**TASK GOAL**
Output every line from the beginning of the records through the line that contains "use chrono::Utc;", exactly as it appears.

[Stored items]
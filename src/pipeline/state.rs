//! Drone State - single owner of all shared mutable state
//!
//! The rolling window, anomaly log, forward queue and battery live together
//! behind one mutex. Every operation takes the lock for a short, I/O-free
//! critical section; network sends work on snapshots taken here.
//!
//! The lock is a `std::sync::Mutex`. Its guard is `!Send`, so a spawned task
//! cannot hold it across an `.await`.

use crate::aggregation::RollingWindow;
use crate::anomaly;
use crate::battery::{BatteryEvent, BatteryState, ControlError};
use crate::config::DroneConfig;
use crate::types::{Anomaly, Batch, BatchEntry, OperatingMode, Reading, Summary};
use chrono::Utc;
use serde::Serialize;
use std::sync::{Mutex, MutexGuard};
use tracing::{info, warn};

/// Number of recent anomalies included in a status snapshot.
pub const STATUS_RECENT_ANOMALIES: usize = 10;

/// Construction parameters for [`DroneState`].
#[derive(Debug, Clone)]
pub struct StateSettings {
    pub name: String,
    pub window_capacity: usize,
    pub battery_threshold: f64,
    /// Queue anomalies alongside summaries for the collector
    pub forward_anomalies: bool,
    /// Warn each time the forward queue grows by this many entries
    pub queue_warn_len: usize,
}

impl Default for StateSettings {
    fn default() -> Self {
        use crate::config::defaults;
        Self {
            name: defaults::DRONE_NAME.to_string(),
            window_capacity: defaults::WINDOW_CAPACITY,
            battery_threshold: defaults::BATTERY_THRESHOLD,
            forward_anomalies: true,
            queue_warn_len: defaults::QUEUE_WARN_LEN,
        }
    }
}

impl From<&DroneConfig> for StateSettings {
    fn from(config: &DroneConfig) -> Self {
        Self {
            name: config.drone.name.clone(),
            window_capacity: config.aggregation.window_capacity,
            battery_threshold: config.battery.threshold,
            forward_anomalies: config.forwarding.include_anomalies,
            queue_warn_len: config.forwarding.queue_warn_len,
        }
    }
}

/// Result of ingesting one reading.
#[derive(Debug, Clone)]
pub struct IngestOutcome {
    pub anomaly: Option<Anomaly>,
    pub summary: Summary,
    pub evicted: Option<Reading>,
    pub queue_len: usize,
}

/// Decision taken by the forward scheduler under the lock.
#[derive(Debug, Clone, PartialEq)]
pub enum ForwardGate {
    /// Mode is `Returning`; nothing may be sent
    Suppressed,
    /// Nothing queued
    Empty,
    /// Immutable copy of the queue at this instant
    Ready(Batch),
}

/// Running counters.
#[derive(Debug, Clone, Default, Serialize)]
pub struct DroneCounters {
    pub readings_ingested: u64,
    pub malformed_records: u64,
    pub connections_total: u64,
    pub connections_active: u64,
    pub batches_forwarded: u64,
    pub entries_forwarded: u64,
    pub forward_failures: u64,
    pub forward_suppressed: u64,
}

/// Point-in-time view for the control surface and logs.
#[derive(Debug, Clone, Serialize)]
pub struct DroneStatus {
    pub name: String,
    pub battery_level: f64,
    pub battery_threshold: f64,
    pub mode: OperatingMode,
    pub window_len: usize,
    pub window_capacity: usize,
    pub avg_temp: f64,
    pub avg_humid: f64,
    pub queue_len: usize,
    pub anomaly_count: usize,
    pub recent_anomalies: Vec<Anomaly>,
    pub counters: DroneCounters,
}

#[derive(Debug)]
struct DroneCore {
    window: RollingWindow,
    anomalies: Vec<Anomaly>,
    forward_queue: Vec<BatchEntry>,
    battery: BatteryState,
    counters: DroneCounters,
}

/// Synchronised owner of the window, anomaly log, forward queue and battery.
///
/// Shared as `Arc<DroneState>`; raw containers are never handed out.
#[derive(Debug)]
pub struct DroneState {
    name: String,
    forward_anomalies: bool,
    queue_warn_len: usize,
    core: Mutex<DroneCore>,
}

impl DroneState {
    pub fn new(settings: StateSettings) -> Self {
        Self {
            name: settings.name,
            forward_anomalies: settings.forward_anomalies,
            queue_warn_len: settings.queue_warn_len.max(1),
            core: Mutex::new(DroneCore {
                window: RollingWindow::new(settings.window_capacity),
                anomalies: Vec::new(),
                forward_queue: Vec::new(),
                battery: BatteryState::new(settings.battery_threshold),
                counters: DroneCounters::default(),
            }),
        }
    }

    pub fn name(&self) -> &str {
        &self.name
    }

    fn lock(&self) -> MutexGuard<'_, DroneCore> {
        self.core.lock().unwrap_or_else(|e| {
            warn!("DroneState mutex poisoned, recovering");
            e.into_inner()
        })
    }

    // ------------------------------------------------------------------
    // Ingestion
    // ------------------------------------------------------------------

    /// Classify, aggregate and queue one reading in a single critical section.
    pub fn ingest(&self, reading: Reading) -> IngestOutcome {
        let anomaly = anomaly::classify(&reading);

        let mut core = self.lock();
        core.counters.readings_ingested += 1;

        let evicted = core.window.ingest(reading);
        let summary = core.window.summarize(Utc::now());

        let before = core.forward_queue.len();
        if let Some(ref a) = anomaly {
            core.anomalies.push(a.clone());
            if self.forward_anomalies {
                core.forward_queue.push(a.clone().into());
            }
        }
        core.forward_queue.push(summary.clone().into());
        let queue_len = core.forward_queue.len();
        drop(core);

        if queue_len / self.queue_warn_len > before / self.queue_warn_len {
            warn!(
                queue_len,
                "Forward queue keeps growing; collector unreachable or forwarding suppressed"
            );
        }

        IngestOutcome {
            anomaly,
            summary,
            evicted,
            queue_len,
        }
    }

    pub fn record_malformed(&self) {
        self.lock().counters.malformed_records += 1;
    }

    pub fn connection_opened(&self) {
        let mut core = self.lock();
        core.counters.connections_total += 1;
        core.counters.connections_active += 1;
    }

    pub fn connection_closed(&self) {
        let mut core = self.lock();
        core.counters.connections_active = core.counters.connections_active.saturating_sub(1);
    }

    // ------------------------------------------------------------------
    // Aggregates
    // ------------------------------------------------------------------

    /// Exact rolling mean over the current window; `(0.0, 0.0)` when empty.
    pub fn current_average(&self) -> (f64, f64) {
        self.lock().window.current_average()
    }

    /// Window contents, oldest first.
    pub fn window_snapshot(&self) -> Vec<Reading> {
        self.lock().window.to_vec()
    }

    /// Window contents and their exact mean, read under one lock.
    pub fn window_view(&self) -> (Vec<Reading>, (f64, f64)) {
        let core = self.lock();
        (core.window.to_vec(), core.window.current_average())
    }

    /// Up to `limit` most recent anomalies, oldest first.
    pub fn recent_anomalies(&self, limit: usize) -> Vec<Anomaly> {
        let core = self.lock();
        let start = core.anomalies.len().saturating_sub(limit);
        core.anomalies[start..].to_vec()
    }

    pub fn anomaly_count(&self) -> usize {
        self.lock().anomalies.len()
    }

    // ------------------------------------------------------------------
    // Forward queue
    // ------------------------------------------------------------------

    /// Snapshot of the pending forward queue, in append order.
    pub fn forward_queue_snapshot(&self) -> Vec<BatchEntry> {
        self.lock().forward_queue.clone()
    }

    pub fn forward_queue_len(&self) -> usize {
        self.lock().forward_queue.len()
    }

    /// Check the mode and, if forwarding is allowed, copy the queue.
    pub fn begin_forward(&self) -> ForwardGate {
        let mut core = self.lock();
        if !core.battery.mode().forwarding_allowed() {
            core.counters.forward_suppressed += 1;
            return ForwardGate::Suppressed;
        }
        if core.forward_queue.is_empty() {
            return ForwardGate::Empty;
        }
        ForwardGate::Ready(Batch::new(core.forward_queue.clone()))
    }

    /// Remove exactly the `sent` oldest entries after a successful transmission.
    ///
    /// Entries appended while the batch was in flight sit behind the
    /// snapshotted prefix and stay queued.
    pub fn acknowledge_forward(&self, sent: usize) {
        let mut core = self.lock();
        let sent = sent.min(core.forward_queue.len());
        core.forward_queue.drain(..sent);
        core.counters.batches_forwarded += 1;
        core.counters.entries_forwarded += sent as u64;
    }

    /// Failed transmission: the queue is left as is.
    pub fn record_forward_failure(&self) {
        self.lock().counters.forward_failures += 1;
    }

    // ------------------------------------------------------------------
    // Battery and external controls
    // ------------------------------------------------------------------

    /// One decay tick. Returns the transition (if any) and the new state.
    pub fn battery_tick(&self, drain: f64) -> (Option<BatteryEvent>, BatteryState) {
        let mut core = self.lock();
        let event = core.battery.tick(drain);
        (event, core.battery)
    }

    pub fn battery(&self) -> BatteryState {
        self.lock().battery
    }

    pub fn mode(&self) -> OperatingMode {
        self.lock().battery.mode()
    }

    /// External command: change the return-to-base threshold.
    pub fn set_threshold(&self, threshold: f64) -> Result<BatteryState, ControlError> {
        let battery = {
            let mut core = self.lock();
            core.battery.set_threshold(threshold)?;
            core.battery
        };
        info!(threshold, "Battery threshold updated");
        Ok(battery)
    }

    /// External command: recharge to 100% and resume `Active`.
    pub fn reset_battery(&self) -> BatteryState {
        let battery = {
            let mut core = self.lock();
            core.battery.reset();
            core.battery
        };
        info!(level = battery.level(), "Battery reset, drone active");
        battery
    }

    // ------------------------------------------------------------------
    // Status
    // ------------------------------------------------------------------

    pub fn counters(&self) -> DroneCounters {
        self.lock().counters.clone()
    }

    pub fn status(&self) -> DroneStatus {
        let core = self.lock();
        let (avg_temp, avg_humid) = core.window.current_average();
        let start = core.anomalies.len().saturating_sub(STATUS_RECENT_ANOMALIES);
        DroneStatus {
            name: self.name.clone(),
            battery_level: core.battery.level(),
            battery_threshold: core.battery.threshold(),
            mode: core.battery.mode(),
            window_len: core.window.len(),
            window_capacity: core.window.capacity(),
            avg_temp,
            avg_humid,
            queue_len: core.forward_queue.len(),
            anomaly_count: core.anomalies.len(),
            recent_anomalies: core.anomalies[start..].to_vec(),
            counters: core.counters.clone(),
        }
    }
}
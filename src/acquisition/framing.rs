//! Newline-delimited JSON framing
//!
//! One JSON object per `\n`-terminated line. Partial lines are buffered across
//! reads by the underlying `BufReader`; a line that does not decode is reported
//! and skipped without ending the stream.

use serde::de::DeserializeOwned;
use std::marker::PhantomData;
use thiserror::Error;
use tokio::io::{AsyncBufReadExt, AsyncRead, BufReader};

/// Longest excerpt of a rejected line carried in [`FrameEvent::Malformed`].
const MALFORMED_EXCERPT_LEN: usize = 120;

/// Framing errors. Only transport faults end a stream.
#[derive(Debug, Error)]
pub enum FrameError {
    #[error("Read failed: {0}")]
    Io(#[from] std::io::Error),
}

/// One step of a framed stream.
#[derive(Debug)]
pub enum FrameEvent<T> {
    /// A line that decoded into `T`.
    Record(T),
    /// A line that did not decode; already discarded.
    Malformed { excerpt: String, error: String },
    /// Peer closed the stream. Any unterminated trailing bytes are dropped.
    Disconnected,
}

/// Lazy decoder of newline-delimited JSON records from one byte stream.
///
/// Bound to a single connection; a new connection gets a new reader.
pub struct JsonLineReader<R, T> {
    reader: BufReader<R>,
    line: Vec<u8>,
    lines_read: u64,
    _record: PhantomData<fn() -> T>,
}

impl<R, T> JsonLineReader<R, T>
where
    R: AsyncRead + Unpin,
    T: DeserializeOwned,
{
    pub fn new(inner: R) -> Self {
        Self {
            reader: BufReader::new(inner),
            line: Vec::with_capacity(256),
            lines_read: 0,
            _record: PhantomData,
        }
    }

    /// Number of non-blank lines seen so far, decoded or not.
    pub fn lines_read(&self) -> u64 {
        self.lines_read
    }

    /// Read until the next record, malformed line or end of stream.
    ///
    /// Blank lines are skipped silently. Returns `Err` only on a read fault,
    /// after which the stream should be abandoned.
    pub async fn next_event(&mut self) -> Result<FrameEvent<T>, FrameError> {
        loop {
            self.line.clear();
            let n = self.reader.read_until(b'\n', &mut self.line).await?;
            if n == 0 {
                return Ok(FrameEvent::Disconnected);
            }
            if self.line.last() != Some(&b'\n') {
                tracing::debug!(bytes = n, "Dropping unterminated record at end of stream");
                return Ok(FrameEvent::Disconnected);
            }

            let record = self.line.trim_ascii();
            if record.is_empty() {
                continue;
            }
            self.lines_read += 1;

            return Ok(match serde_json::from_slice::<T>(record) {
                Ok(value) => FrameEvent::Record(value),
                Err(e) => FrameEvent::Malformed {
                    excerpt: excerpt(record),
                    error: e.to_string(),
                },
            });
        }
    }
}

fn excerpt(bytes: &[u8]) -> String {
    let text = String::from_utf8_lossy(bytes);
    match text.char_indices().nth(MALFORMED_EXCERPT_LEN) {
        Some((cut, _)) => format!("{}...", &text[..cut]),
        None => text.into_owned(),
    }
}

#[cfg(test)]
mod tests {
    use super::*;
    use crate::types::Reading;
    use tokio::io::AsyncWriteExt;

    const GOOD: &str = r#"{"sensor_id":"sensor_1","temperature":21.5,"humidity":48.0,"timestamp":"2025-03-14T09:00:00Z"}"#;

    #[tokio::test]
    async fn test_records_then_disconnect() {
        let input = format!("{GOOD}\n{GOOD}\n");
        let mut reader: JsonLineReader<_, Reading> = JsonLineReader::new(input.as_bytes());

        assert!(matches!(reader.next_event().await.unwrap(), FrameEvent::Record(_)));
        assert!(matches!(reader.next_event().await.unwrap(), FrameEvent::Record(_)));
        assert!(matches!(reader.next_event().await.unwrap(), FrameEvent::Disconnected));
        assert_eq!(reader.lines_read(), 2);
    }

    #[tokio::test]
    async fn test_malformed_line_is_skipped_and_stream_continues() {
        let input = format!("not json\n{{\"sensor_id\":\"x\"}}\n{GOOD}\n");
        let mut reader: JsonLineReader<_, Reading> = JsonLineReader::new(input.as_bytes());

        match reader.next_event().await.unwrap() {
            FrameEvent::Malformed { excerpt, .. } => assert_eq!(excerpt, "not json"),
            other => panic!("expected malformed, got {other:?}"),
        }
        // Valid JSON, wrong shape
        assert!(matches!(reader.next_event().await.unwrap(), FrameEvent::Malformed { .. }));
        match reader.next_event().await.unwrap() {
            FrameEvent::Record(r) => assert_eq!(r.sensor_id, "sensor_1"),
            other => panic!("expected record, got {other:?}"),
        }
    }

    #[tokio::test]
    async fn test_blank_lines_and_crlf() {
        let input = format!("\n\r\n{GOOD}\r\n");
        let mut reader: JsonLineReader<_, Reading> = JsonLineReader::new(input.as_bytes());
        assert!(matches!(reader.next_event().await.unwrap(), FrameEvent::Record(_)));
        assert_eq!(reader.lines_read(), 1);
    }

    #[tokio::test]
    async fn test_unterminated_tail_is_dropped() {
        let input = format!("{GOOD}\n{}", &GOOD[..20]);
        let mut reader: JsonLineReader<_, Reading> = JsonLineReader::new(input.as_bytes());
        assert!(matches!(reader.next_event().await.unwrap(), FrameEvent::Record(_)));
        assert!(matches!(reader.next_event().await.unwrap(), FrameEvent::Disconnected));
    }

    #[tokio::test]
    async fn test_record_split_across_writes() {
        let (mut tx, rx) = tokio::io::duplex(64);
        let writer = tokio::spawn(async move {
            let bytes = format!("{GOOD}\n");
            let (head, tail) = bytes.as_bytes().split_at(17);
            tx.write_all(head).await.unwrap();
            tokio::task::yield_now().await;
            tx.write_all(tail).await.unwrap();
        });

        let mut reader: JsonLineReader<_, Reading> = JsonLineReader::new(rx);
        match reader.next_event().await.unwrap() {
            FrameEvent::Record(r) => assert_eq!(r.temperature, 21.5),
            other => panic!("expected record, got {other:?}"),
        }
        writer.await.unwrap();
        assert!(matches!(reader.next_event().await.unwrap(), FrameEvent::Disconnected));
    }

    #[test]
    fn test_excerpt_is_bounded() {
        let long = "x".repeat(500);
        let e = excerpt(long.as_bytes());
        assert!(e.ends_with("..."));
        assert_eq!(e.len(), MALFORMED_EXCERPT_LEN + 3);
    }
}
//! Sensor data acquisition
//!
//! Sensors connect over TCP and stream newline-delimited JSON readings.
//! [`framing`] turns a byte stream into records; [`listener`] owns the accept
//! loop and one task per sensor connection.

pub mod framing;
pub mod listener;

pub use framing::{FrameError, FrameEvent, JsonLineReader};
pub use listener::IngestionListener;
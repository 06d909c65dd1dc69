//! Shared drone state
//!
//! Ingestion, forwarding, the battery simulator and the control API all go
//! through [`DroneState`]; none of them own data of their own.

mod state;

pub use state::{
    DroneCounters, DroneState, DroneStatus, ForwardGate, IngestOutcome, StateSettings,
    STATUS_RECENT_ANOMALIES,
};
//! Control API handlers
//!
//! Read-only views of the drone state plus the two external commands
//! (`setThreshold`, `resetBattery`). Every handler goes through
//! [`DroneState`]; none of them touch the containers directly.

use super::envelope::{reply, ApiError};
use crate::pipeline::DroneState;
use crate::types::{Anomaly, Reading};
use axum::extract::rejection::JsonRejection;
use axum::extract::{Query, State};
use axum::http::Uri;
use axum::response::Response;
use axum::Json;
use serde::{Deserialize, Serialize};
use std::sync::Arc;
use tracing::warn;

/// Anomalies returned when no `limit` is given.
pub const DEFAULT_ANOMALY_LIMIT: usize = 50;

/// Shared state for all control handlers.
#[derive(Clone)]
pub struct ControlState {
    pub drone: Arc<DroneState>,
}

impl ControlState {
    pub fn new(drone: Arc<DroneState>) -> Self {
        Self { drone }
    }
}

// ============================================================================
// Read-only views
// ============================================================================

#[derive(Debug, Serialize)]
pub struct HealthResponse {
    pub status: &'static str,
    pub drone: String,
}

/// GET /api/v1/health
pub async fn get_health(State(state): State<ControlState>) -> Response {
    reply(&state.drone, HealthResponse {
        status: "ok",
        drone: state.drone.name().to_string(),
    })
}

/// GET /api/v1/status
pub async fn get_status(State(state): State<ControlState>) -> Response {
    reply(&state.drone, state.drone.status())
}

#[derive(Debug, Serialize)]
pub struct WindowResponse {
    pub len: usize,
    pub avg_temp: f64,
    pub avg_humid: f64,
    /// Oldest first
    pub readings: Vec<Reading>,
}

/// GET /api/v1/window
pub async fn get_window(State(state): State<ControlState>) -> Response {
    let (readings, (avg_temp, avg_humid)) = state.drone.window_view();
    reply(&state.drone, WindowResponse {
        len: readings.len(),
        avg_temp,
        avg_humid,
        readings,
    })
}

#[derive(Debug, Deserialize)]
pub struct AnomalyQuery {
    #[serde(default)]
    pub limit: Option<usize>,
}

#[derive(Debug, Serialize)]
pub struct AnomaliesResponse {
    /// Total anomalies recorded since startup
    pub total: usize,
    /// Most recent anomalies, oldest first
    pub anomalies: Vec<Anomaly>,
}

/// GET /api/v1/anomalies?limit=N
pub async fn get_anomalies(
    State(state): State<ControlState>,
    Query(query): Query<AnomalyQuery>,
) -> Response {
    let limit = query.limit.unwrap_or(DEFAULT_ANOMALY_LIMIT);
    reply(&state.drone, AnomaliesResponse {
        total: state.drone.anomaly_count(),
        anomalies: state.drone.recent_anomalies(limit),
    })
}

// ============================================================================
// Commands
// ============================================================================

#[derive(Debug, Deserialize)]
pub struct SetThresholdRequest {
    pub threshold: f64,
}

/// POST /api/v1/battery/threshold
///
/// Takes effect on the next battery tick. Lowering the threshold never
/// brings a returning drone back; use reset for that.
pub async fn set_threshold(
    State(state): State<ControlState>,
    payload: Result<Json<SetThresholdRequest>, JsonRejection>,
) -> Response {
    let Json(request) = match payload {
        Ok(body) => body,
        Err(rejection) => {
            warn!(error = %rejection, "Rejected threshold request body");
            return ApiError::from(rejection).reply(&state.drone);
        }
    };

    match state.drone.set_threshold(request.threshold) {
        Ok(battery) => reply(&state.drone, battery),
        Err(e) => {
            warn!(threshold = request.threshold, error = %e, "Rejected threshold change");
            ApiError::from(e).reply(&state.drone)
        }
    }
}

/// POST /api/v1/battery/reset
pub async fn reset_battery(State(state): State<ControlState>) -> Response {
    let battery = state.drone.reset_battery();
    reply(&state.drone, battery)
}

/// Any unmatched path.
pub async fn not_found(State(state): State<ControlState>, uri: Uri) -> Response {
    ApiError::UnknownRoute(uri.path().to_string()).reply(&state.drone)
}
//! Forward Scheduler
//!
//! Each tick: check the mode under the lock, snapshot the queue, send outside
//! the lock, and on success remove exactly the snapshotted prefix. A failed
//! send leaves the queue as it was; the next tick retries with everything
//! accumulated since. No backoff, no batch size limit.

use super::sink::BatchSink;
use crate::pipeline::{DroneState, ForwardGate};
use std::sync::Arc;
use std::time::Duration;
use tokio_util::sync::CancellationToken;
use tracing::{debug, error, info};

/// What a single tick did.
#[derive(Debug, Clone, Copy, PartialEq, Eq)]
pub enum ForwardOutcome {
    /// Drone is returning; no transmission attempted
    Suppressed,
    /// Queue empty
    Idle,
    /// Batch of this many entries delivered and removed from the queue
    Sent(usize),
    /// Send failed; queue retained
    Failed,
}

pub struct ForwardScheduler<S> {
    state: Arc<DroneState>,
    sink: S,
}

impl<S: BatchSink> ForwardScheduler<S> {
    pub fn new(state: Arc<DroneState>, sink: S) -> Self {
        Self { state, sink }
    }

    pub fn sink(&self) -> &S {
        &self.sink
    }

    /// Run one forwarding attempt.
    pub async fn tick(&self) -> ForwardOutcome {
        let batch = match self.state.begin_forward() {
            ForwardGate::Suppressed => {
                debug!("Drone returning to base, forwarding suppressed");
                return ForwardOutcome::Suppressed;
            }
            ForwardGate::Empty => return ForwardOutcome::Idle,
            ForwardGate::Ready(batch) => batch,
        };

        let (summaries, anomalies) = batch.counts();
        match self.sink.send_batch(&batch).await {
            Ok(()) => {
                self.state.acknowledge_forward(batch.len());
                info!(
                    entries = batch.len(),
                    summaries,
                    anomalies,
                    destination = %self.sink.describe(),
                    "Batch forwarded"
                );
                ForwardOutcome::Sent(batch.len())
            }
            Err(e) => {
                self.state.record_forward_failure();
                error!(
                    entries = batch.len(),
                    destination = %self.sink.describe(),
                    error = %e,
                    "Forward failed, batch retained for next cycle"
                );
                ForwardOutcome::Failed
            }
        }
    }
}

/// Tick the scheduler every `interval` until cancelled.
///
/// The first attempt happens one full interval after start.
pub async fn run_forward_loop<S: BatchSink>(
    scheduler: ForwardScheduler<S>,
    interval: Duration,
    cancel_token: CancellationToken,
) {
    let mut ticker = tokio::time::interval(interval);
    ticker.set_missed_tick_behavior(tokio::time::MissedTickBehavior::Delay);
    ticker.tick().await;

    info!(
        interval_secs = interval.as_secs_f64(),
        destination = %scheduler.sink().describe(),
        "Forward scheduler started"
    );

    loop {
        tokio::select! {
            _ = cancel_token.cancelled() => {
                info!("[Forwarder] Received shutdown signal");
                return;
            }
            _ = ticker.tick() => {
                scheduler.tick().await;
            }
        }
    }
}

**RESPONSE BELOW**
filename src/pipeline/state.rs
//! Drone State - single owner of all shared mutable state
//!
//! The rolling window, anomaly log, forward queue and battery live together
//! behind one mutex. Every operation takes the lock for a short, I/O-free
//! critical section; network sends work on snapshots taken here.
//!
//! The lock is a `std::sync::Mutex`. Its guard is `!Send`, so a spawned task
//! cannot hold it across an `.await`.

use crate::aggregation::RollingWindow;
use crate::anomaly;
use crate::battery::{BatteryEvent, BatteryState, ControlError};
use crate::config::DroneConfig;
use crate::types::{Anomaly, Batch, BatchEntry, OperatingMode, Reading, Summary};
use chrono::Utc;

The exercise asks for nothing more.